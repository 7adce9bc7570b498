/// Lenient numeric conversion for form input.
///
/// Form fields hold free text. A value is accepted when it *starts* with a
/// number: leading whitespace is skipped and anything after the longest
/// numeric prefix is ignored, so `"12abc"` reads as 12 and `"7.9"` reads as
/// 7 for an integer field. A value with no numeric prefix is rejected, and
/// an integer prefix too long for an `i64` is reported as an overflow.
use std::sync::LazyLock;

use regex::Regex;

/// Leading decimal float: optional sign, digits with optional fraction (or a
/// bare fraction), optional exponent.
static FLOAT_PREFIX: LazyLock<Regex> = LazyLock::new(|| {
    Regex::new(r"^\s*([+-]?(?:\d+\.?\d*|\.\d+)(?:[eE][+-]?\d+)?)")
        .expect("float prefix pattern is valid")
});

/// Leading decimal integer: optional sign followed by digits.
static INT_PREFIX: LazyLock<Regex> =
    LazyLock::new(|| Regex::new(r"^\s*([+-]?\d+)").expect("int prefix pattern is valid"));

/// Parse the leading float of `raw`.
///
/// Returns `None` when there is no numeric prefix or the value is not
/// finite (e.g. `"1e999"`), since such a value cannot be sent as a JSON
/// number.
pub fn parse_float_prefix(raw: &str) -> Option<f64> {
    let caps = FLOAT_PREFIX.captures(raw)?;
    let value: f64 = caps.get(1)?.as_str().parse().ok()?;
    value.is_finite().then_some(value)
}

/// Why a value has no usable leading integer.
#[derive(Debug, Clone, Copy, PartialEq, Eq)]
pub enum IntPrefixError {
    /// The value does not start with digits.
    NoDigits,
    /// The digits do not fit an `i64`.
    Overflow,
}

/// Parse the leading integer of `raw`.
pub fn parse_int_prefix(raw: &str) -> Result<i64, IntPrefixError> {
    let digits = INT_PREFIX
        .captures(raw)
        .and_then(|caps| caps.get(1))
        .ok_or(IntPrefixError::NoDigits)?;
    digits
        .as_str()
        .parse()
        .map_err(|_| IntPrefixError::Overflow)
}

● ● ● ● ● ● ●

**What you should do:** Scan the material above. Copy each line where "expect" occurs.

**Answer:**
        .expect("float prefix pattern is valid")
    LazyLock::new(|| Regex::new(r"^\s*([+-]?\d+)").expect("int prefix pattern is valid"));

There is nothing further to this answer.